What is needed » Search the data for "Result". Each line containing it is to be copied.

***** Source material *****

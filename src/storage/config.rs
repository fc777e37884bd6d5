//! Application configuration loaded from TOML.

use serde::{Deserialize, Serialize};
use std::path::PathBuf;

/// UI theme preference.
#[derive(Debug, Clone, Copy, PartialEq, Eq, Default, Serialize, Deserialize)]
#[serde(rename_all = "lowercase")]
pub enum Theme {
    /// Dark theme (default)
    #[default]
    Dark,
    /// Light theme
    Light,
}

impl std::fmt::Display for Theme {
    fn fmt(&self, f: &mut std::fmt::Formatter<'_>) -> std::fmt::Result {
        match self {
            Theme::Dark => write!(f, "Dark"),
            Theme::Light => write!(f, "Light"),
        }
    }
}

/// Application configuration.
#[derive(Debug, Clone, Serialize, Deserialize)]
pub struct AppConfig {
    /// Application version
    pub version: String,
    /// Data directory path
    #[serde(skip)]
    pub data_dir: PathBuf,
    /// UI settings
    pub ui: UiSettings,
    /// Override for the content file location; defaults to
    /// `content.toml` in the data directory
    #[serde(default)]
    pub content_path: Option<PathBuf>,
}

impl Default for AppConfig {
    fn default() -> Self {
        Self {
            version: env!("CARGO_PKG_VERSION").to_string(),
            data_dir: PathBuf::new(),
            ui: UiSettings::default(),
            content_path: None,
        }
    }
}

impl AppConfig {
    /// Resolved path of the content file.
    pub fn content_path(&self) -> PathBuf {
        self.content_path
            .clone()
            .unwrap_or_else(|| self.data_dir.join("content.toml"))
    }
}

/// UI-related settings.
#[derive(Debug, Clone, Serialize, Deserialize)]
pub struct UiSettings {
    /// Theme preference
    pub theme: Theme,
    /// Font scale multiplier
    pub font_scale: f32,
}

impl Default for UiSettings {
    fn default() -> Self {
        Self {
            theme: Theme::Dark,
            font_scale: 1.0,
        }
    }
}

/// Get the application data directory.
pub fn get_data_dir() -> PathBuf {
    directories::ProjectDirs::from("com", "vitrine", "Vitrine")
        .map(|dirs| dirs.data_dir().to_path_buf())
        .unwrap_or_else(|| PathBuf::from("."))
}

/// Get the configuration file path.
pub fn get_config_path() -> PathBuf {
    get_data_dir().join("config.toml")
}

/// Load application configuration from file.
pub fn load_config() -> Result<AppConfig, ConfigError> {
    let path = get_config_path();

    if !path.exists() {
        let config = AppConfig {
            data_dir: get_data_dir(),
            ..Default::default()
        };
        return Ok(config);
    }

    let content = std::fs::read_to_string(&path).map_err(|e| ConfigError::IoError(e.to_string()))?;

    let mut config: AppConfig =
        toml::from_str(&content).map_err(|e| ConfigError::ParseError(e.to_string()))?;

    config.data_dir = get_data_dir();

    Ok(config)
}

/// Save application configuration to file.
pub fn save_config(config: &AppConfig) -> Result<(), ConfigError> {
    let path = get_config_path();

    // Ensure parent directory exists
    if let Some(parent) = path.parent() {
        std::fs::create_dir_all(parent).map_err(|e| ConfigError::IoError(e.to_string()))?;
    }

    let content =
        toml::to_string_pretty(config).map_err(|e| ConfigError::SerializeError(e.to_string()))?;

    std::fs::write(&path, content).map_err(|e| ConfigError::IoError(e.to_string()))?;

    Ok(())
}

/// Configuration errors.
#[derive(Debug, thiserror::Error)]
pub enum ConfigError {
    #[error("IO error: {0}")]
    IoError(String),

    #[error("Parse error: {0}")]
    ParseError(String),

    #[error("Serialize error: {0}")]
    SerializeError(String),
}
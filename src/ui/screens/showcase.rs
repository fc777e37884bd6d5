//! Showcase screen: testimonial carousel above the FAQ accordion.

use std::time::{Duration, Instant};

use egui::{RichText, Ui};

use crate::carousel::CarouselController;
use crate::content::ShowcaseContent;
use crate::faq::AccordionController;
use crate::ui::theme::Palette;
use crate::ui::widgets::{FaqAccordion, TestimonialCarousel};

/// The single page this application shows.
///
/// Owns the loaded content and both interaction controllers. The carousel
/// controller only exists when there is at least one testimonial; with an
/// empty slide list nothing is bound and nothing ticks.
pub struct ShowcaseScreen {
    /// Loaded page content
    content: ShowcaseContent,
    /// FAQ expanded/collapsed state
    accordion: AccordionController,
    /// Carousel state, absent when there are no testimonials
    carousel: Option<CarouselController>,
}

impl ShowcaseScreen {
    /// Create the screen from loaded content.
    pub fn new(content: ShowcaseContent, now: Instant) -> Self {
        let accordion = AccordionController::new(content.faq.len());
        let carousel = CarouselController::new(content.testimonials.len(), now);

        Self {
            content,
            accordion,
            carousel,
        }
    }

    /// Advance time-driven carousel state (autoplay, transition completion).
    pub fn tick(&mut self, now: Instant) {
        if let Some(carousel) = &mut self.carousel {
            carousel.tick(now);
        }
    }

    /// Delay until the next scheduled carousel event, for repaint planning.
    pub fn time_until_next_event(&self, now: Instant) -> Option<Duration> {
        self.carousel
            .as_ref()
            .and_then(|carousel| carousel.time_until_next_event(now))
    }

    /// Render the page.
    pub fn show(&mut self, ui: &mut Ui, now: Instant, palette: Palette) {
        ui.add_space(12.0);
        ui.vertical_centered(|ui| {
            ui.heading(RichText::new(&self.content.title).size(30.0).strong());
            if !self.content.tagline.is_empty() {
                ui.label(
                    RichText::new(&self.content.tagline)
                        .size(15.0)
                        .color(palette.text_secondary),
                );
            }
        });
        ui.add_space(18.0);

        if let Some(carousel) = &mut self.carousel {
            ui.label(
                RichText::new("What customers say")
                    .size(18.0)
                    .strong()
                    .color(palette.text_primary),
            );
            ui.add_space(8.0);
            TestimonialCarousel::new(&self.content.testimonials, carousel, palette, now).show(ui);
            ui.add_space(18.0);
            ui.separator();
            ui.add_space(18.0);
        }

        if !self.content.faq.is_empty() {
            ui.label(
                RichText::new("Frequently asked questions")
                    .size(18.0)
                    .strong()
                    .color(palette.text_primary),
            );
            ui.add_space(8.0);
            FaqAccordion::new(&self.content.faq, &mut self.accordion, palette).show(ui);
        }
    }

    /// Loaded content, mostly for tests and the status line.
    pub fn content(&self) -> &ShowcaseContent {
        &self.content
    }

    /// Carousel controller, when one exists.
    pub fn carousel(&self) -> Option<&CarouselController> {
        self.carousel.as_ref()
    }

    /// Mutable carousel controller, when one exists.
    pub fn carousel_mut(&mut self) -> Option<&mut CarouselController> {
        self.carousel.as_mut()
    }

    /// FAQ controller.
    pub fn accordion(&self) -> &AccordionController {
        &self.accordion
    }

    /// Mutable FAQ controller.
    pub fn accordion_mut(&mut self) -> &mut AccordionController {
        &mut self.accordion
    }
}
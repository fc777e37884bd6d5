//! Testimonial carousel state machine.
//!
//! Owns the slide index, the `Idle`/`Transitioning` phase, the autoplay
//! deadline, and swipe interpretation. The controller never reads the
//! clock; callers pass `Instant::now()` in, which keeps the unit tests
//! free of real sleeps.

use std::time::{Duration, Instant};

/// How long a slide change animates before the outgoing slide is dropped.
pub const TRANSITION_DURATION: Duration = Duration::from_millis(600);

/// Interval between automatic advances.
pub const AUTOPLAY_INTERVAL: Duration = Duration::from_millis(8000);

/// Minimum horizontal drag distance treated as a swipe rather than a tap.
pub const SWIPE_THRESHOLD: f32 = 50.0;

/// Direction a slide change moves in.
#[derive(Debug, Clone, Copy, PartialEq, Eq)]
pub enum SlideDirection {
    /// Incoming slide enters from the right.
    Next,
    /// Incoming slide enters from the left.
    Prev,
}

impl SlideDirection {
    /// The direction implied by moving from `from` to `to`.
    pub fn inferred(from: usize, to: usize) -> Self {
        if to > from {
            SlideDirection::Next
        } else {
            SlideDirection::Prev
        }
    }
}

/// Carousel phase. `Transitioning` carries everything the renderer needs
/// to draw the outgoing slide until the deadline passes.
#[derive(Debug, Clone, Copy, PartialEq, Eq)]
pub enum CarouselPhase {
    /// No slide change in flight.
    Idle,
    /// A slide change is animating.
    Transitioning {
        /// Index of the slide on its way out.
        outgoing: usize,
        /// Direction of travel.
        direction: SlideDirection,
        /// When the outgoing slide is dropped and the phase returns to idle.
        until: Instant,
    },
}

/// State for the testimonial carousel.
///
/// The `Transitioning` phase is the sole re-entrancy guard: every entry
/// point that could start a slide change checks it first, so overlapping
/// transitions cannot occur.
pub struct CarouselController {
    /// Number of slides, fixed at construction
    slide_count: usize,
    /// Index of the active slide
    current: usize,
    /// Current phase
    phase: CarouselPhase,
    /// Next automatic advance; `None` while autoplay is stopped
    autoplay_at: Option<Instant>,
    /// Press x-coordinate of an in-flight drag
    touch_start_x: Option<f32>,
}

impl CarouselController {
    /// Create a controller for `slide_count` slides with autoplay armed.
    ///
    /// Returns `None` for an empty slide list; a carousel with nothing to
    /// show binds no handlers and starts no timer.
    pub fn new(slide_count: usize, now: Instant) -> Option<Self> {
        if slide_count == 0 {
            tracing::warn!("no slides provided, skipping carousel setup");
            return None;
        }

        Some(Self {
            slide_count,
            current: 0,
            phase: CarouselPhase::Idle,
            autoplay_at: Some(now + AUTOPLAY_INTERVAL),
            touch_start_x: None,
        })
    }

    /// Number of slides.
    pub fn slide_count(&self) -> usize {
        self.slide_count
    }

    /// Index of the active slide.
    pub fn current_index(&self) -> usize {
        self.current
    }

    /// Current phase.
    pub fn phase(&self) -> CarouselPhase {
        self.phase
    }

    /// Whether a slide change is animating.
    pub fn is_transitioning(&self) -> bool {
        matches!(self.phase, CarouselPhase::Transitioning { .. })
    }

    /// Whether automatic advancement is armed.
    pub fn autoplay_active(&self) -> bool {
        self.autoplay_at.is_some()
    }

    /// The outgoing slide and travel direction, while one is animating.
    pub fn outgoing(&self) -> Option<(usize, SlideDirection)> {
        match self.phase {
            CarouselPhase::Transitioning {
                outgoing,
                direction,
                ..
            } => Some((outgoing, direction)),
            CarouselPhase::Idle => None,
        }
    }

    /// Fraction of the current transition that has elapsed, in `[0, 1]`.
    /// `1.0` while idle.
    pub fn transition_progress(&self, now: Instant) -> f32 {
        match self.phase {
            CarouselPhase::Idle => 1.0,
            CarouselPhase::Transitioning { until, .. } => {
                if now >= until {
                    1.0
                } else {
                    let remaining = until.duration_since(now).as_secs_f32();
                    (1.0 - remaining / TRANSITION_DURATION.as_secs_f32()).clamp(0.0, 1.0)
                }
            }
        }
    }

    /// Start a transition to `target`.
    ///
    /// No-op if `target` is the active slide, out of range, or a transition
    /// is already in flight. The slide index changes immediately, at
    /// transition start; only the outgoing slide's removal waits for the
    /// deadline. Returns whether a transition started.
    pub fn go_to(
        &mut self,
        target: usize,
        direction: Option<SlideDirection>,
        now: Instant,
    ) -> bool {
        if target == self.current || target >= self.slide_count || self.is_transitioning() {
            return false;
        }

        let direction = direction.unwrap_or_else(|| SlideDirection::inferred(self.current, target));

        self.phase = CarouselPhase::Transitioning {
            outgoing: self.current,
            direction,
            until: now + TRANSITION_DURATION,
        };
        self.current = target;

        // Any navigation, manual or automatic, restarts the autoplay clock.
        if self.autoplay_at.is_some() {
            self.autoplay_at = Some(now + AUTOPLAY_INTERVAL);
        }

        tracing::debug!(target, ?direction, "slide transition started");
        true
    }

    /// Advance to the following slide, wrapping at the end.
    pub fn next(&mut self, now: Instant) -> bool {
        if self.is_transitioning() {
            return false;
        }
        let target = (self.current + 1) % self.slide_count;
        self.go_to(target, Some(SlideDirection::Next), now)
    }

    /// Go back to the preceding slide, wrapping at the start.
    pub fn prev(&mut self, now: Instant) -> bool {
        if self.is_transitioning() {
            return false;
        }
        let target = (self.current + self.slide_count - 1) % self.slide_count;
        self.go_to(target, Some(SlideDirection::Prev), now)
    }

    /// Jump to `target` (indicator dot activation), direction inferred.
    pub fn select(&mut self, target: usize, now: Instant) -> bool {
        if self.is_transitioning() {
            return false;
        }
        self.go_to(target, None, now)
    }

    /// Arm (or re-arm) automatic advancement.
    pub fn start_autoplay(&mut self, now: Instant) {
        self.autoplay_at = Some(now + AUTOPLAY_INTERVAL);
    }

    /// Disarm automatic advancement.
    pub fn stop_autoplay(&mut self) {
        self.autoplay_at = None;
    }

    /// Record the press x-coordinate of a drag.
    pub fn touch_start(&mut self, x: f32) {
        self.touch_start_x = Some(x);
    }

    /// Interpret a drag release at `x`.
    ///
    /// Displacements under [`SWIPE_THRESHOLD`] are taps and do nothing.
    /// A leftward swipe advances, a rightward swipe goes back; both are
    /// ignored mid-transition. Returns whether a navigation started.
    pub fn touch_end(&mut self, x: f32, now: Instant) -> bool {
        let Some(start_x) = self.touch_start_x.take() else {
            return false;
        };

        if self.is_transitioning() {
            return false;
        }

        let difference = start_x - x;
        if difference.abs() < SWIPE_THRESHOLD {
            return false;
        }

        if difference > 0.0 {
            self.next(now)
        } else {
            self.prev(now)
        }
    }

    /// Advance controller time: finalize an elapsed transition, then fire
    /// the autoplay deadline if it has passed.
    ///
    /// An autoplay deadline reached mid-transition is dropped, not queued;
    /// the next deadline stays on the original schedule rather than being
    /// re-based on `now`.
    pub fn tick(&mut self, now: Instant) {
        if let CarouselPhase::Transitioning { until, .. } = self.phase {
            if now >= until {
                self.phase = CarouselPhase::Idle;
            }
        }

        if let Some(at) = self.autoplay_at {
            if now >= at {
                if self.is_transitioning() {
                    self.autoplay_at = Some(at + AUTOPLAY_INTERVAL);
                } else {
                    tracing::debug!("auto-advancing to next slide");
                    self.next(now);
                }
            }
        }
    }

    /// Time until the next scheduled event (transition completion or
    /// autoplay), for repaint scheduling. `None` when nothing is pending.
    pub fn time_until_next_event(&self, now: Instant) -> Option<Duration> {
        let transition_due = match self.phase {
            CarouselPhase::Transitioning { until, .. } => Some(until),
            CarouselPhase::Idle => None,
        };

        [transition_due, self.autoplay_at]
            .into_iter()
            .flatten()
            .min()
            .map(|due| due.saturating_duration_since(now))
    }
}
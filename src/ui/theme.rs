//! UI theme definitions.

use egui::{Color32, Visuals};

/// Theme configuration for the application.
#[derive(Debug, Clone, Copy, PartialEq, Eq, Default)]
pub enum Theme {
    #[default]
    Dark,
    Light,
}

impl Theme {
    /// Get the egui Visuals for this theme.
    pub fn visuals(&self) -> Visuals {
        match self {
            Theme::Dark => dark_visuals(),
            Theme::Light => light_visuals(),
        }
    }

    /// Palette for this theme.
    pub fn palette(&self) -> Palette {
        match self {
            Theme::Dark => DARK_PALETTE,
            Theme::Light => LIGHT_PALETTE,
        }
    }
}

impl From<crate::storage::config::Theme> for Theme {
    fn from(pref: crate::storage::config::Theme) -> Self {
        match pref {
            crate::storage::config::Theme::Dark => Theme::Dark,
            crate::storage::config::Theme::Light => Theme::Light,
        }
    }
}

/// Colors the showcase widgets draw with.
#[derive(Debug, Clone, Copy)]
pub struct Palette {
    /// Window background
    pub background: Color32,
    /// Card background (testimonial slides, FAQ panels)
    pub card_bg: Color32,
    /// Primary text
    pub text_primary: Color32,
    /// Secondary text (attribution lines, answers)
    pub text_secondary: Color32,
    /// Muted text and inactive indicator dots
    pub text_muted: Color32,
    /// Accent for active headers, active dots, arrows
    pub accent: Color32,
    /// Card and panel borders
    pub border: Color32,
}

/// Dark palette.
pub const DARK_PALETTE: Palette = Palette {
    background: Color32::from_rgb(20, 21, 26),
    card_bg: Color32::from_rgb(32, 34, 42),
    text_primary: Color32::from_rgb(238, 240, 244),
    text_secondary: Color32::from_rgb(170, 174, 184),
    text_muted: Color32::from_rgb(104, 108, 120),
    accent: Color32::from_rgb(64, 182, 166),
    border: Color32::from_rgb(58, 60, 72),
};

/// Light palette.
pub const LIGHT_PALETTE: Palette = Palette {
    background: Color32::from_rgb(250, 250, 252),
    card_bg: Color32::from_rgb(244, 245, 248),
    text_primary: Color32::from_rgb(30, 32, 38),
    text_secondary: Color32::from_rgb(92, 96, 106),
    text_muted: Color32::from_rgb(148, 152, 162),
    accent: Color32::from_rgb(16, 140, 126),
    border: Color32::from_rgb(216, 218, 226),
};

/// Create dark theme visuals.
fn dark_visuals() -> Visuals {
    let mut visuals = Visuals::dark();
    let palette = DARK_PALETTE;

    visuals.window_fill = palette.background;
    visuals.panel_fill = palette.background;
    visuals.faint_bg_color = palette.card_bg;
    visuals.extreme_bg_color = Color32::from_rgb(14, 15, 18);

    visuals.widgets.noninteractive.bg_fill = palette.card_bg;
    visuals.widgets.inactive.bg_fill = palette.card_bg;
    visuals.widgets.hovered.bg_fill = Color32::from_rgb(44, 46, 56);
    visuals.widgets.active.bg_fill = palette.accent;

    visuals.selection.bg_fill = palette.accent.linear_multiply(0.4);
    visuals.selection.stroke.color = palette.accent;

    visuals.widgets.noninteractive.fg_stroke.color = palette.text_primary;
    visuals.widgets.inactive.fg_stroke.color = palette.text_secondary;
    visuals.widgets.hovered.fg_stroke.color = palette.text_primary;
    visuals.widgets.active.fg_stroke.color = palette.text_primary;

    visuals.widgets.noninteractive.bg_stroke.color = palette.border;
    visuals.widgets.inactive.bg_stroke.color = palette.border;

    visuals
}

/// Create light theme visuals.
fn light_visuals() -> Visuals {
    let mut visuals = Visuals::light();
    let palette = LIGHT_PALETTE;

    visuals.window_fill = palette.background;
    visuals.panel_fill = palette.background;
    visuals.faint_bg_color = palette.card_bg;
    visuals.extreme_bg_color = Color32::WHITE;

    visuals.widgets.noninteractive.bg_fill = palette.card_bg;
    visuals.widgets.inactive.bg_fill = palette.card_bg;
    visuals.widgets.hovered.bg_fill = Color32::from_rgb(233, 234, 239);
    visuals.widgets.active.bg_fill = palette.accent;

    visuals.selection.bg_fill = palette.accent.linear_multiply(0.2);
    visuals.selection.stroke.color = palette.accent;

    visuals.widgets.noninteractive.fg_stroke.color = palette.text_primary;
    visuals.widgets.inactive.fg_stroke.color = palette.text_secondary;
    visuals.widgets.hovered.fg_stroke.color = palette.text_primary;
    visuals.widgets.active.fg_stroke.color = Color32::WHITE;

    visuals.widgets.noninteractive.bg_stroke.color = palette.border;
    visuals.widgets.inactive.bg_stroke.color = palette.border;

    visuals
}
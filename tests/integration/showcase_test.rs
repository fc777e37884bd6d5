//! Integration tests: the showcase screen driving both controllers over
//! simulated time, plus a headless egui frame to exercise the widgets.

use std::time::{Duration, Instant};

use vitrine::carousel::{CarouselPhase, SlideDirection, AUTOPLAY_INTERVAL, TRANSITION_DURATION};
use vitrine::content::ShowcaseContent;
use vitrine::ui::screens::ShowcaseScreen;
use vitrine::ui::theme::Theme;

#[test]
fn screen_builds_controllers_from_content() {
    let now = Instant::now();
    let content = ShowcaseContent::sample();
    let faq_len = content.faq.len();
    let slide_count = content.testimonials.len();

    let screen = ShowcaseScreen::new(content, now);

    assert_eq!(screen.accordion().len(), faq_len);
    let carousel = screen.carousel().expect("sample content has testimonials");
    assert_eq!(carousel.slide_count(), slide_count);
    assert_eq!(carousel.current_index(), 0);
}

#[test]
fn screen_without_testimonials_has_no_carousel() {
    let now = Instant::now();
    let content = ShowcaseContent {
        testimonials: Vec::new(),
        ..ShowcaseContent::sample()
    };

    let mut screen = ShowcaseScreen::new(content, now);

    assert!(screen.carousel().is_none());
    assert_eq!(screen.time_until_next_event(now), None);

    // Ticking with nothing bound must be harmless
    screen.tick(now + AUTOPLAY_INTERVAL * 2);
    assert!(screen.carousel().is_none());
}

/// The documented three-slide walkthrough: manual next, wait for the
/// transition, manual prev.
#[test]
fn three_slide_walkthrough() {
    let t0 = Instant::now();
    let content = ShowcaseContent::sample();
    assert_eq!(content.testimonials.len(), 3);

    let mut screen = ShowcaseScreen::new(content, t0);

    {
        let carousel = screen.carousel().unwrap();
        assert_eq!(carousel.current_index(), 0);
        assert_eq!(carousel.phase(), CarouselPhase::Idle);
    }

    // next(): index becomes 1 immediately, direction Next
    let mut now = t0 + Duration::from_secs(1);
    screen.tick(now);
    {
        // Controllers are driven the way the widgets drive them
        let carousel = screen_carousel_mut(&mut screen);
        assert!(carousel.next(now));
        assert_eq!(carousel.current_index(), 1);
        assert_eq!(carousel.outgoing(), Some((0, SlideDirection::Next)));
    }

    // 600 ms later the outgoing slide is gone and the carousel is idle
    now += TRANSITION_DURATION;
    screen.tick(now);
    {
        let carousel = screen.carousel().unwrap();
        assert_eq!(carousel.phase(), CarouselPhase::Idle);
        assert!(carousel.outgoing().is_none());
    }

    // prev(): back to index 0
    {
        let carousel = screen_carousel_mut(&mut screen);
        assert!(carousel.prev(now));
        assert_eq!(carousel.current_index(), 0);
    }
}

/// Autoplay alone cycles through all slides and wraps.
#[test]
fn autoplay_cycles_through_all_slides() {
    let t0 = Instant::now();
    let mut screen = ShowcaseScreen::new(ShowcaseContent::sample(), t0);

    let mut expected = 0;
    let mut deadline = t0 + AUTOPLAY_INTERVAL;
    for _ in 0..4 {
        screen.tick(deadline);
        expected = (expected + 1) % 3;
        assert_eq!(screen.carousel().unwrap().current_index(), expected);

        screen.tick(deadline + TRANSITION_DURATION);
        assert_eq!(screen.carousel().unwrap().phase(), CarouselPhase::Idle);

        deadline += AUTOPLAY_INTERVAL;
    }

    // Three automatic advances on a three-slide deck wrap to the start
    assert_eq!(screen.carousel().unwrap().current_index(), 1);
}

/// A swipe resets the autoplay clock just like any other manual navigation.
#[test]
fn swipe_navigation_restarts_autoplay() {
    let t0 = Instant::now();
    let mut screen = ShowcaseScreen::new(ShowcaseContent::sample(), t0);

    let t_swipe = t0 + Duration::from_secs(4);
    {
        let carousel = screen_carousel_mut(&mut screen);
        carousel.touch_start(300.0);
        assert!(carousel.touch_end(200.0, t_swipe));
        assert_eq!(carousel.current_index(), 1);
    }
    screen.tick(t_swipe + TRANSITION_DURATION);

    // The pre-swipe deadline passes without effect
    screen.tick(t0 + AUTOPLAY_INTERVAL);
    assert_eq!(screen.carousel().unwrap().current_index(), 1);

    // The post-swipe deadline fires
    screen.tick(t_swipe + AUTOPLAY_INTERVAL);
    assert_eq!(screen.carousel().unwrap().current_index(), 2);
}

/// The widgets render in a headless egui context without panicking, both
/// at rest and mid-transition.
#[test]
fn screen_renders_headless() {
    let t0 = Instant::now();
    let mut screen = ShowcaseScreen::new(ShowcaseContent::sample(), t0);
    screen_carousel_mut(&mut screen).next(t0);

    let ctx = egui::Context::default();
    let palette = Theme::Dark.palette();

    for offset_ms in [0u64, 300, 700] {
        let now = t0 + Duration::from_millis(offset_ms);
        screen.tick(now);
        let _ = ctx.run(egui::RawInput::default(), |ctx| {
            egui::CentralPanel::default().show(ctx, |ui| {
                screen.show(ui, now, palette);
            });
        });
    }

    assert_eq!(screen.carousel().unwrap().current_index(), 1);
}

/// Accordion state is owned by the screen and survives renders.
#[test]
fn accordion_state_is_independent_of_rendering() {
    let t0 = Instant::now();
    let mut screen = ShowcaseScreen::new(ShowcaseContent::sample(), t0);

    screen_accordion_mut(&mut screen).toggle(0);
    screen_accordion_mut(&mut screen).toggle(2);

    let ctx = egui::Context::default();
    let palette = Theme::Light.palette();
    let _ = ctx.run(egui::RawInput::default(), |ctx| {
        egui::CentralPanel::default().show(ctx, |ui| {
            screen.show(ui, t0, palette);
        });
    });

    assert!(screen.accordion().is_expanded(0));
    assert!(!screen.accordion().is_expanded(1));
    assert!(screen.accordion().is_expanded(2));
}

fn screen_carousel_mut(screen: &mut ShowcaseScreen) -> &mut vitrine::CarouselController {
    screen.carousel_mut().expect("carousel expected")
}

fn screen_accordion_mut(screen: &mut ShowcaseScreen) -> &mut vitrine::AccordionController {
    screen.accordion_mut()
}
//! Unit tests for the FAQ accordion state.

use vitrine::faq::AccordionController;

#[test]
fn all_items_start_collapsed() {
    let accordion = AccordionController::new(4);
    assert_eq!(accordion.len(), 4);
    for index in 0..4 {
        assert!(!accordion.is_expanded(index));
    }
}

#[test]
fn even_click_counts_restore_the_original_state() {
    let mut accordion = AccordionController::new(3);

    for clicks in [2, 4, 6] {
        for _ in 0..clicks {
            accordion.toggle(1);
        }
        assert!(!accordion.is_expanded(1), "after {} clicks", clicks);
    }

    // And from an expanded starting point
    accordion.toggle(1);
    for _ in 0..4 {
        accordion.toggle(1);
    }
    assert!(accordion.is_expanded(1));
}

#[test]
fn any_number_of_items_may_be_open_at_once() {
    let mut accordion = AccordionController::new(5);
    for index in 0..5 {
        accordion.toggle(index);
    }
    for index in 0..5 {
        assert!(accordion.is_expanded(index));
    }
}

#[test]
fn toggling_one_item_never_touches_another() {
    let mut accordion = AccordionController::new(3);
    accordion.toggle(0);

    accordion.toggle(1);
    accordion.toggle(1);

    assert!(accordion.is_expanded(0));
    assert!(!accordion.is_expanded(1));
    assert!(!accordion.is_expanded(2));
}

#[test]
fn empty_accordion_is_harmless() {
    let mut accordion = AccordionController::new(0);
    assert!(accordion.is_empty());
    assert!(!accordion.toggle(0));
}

*****

Exercise solution »
    fn fmt(&self, f: &mut std::fmt::Formatter<'_>) -> std::fmt::Result {
pub fn load_config() -> Result<AppConfig, ConfigError> {
pub fn save_config(config: &AppConfig) -> Result<(), ConfigError> {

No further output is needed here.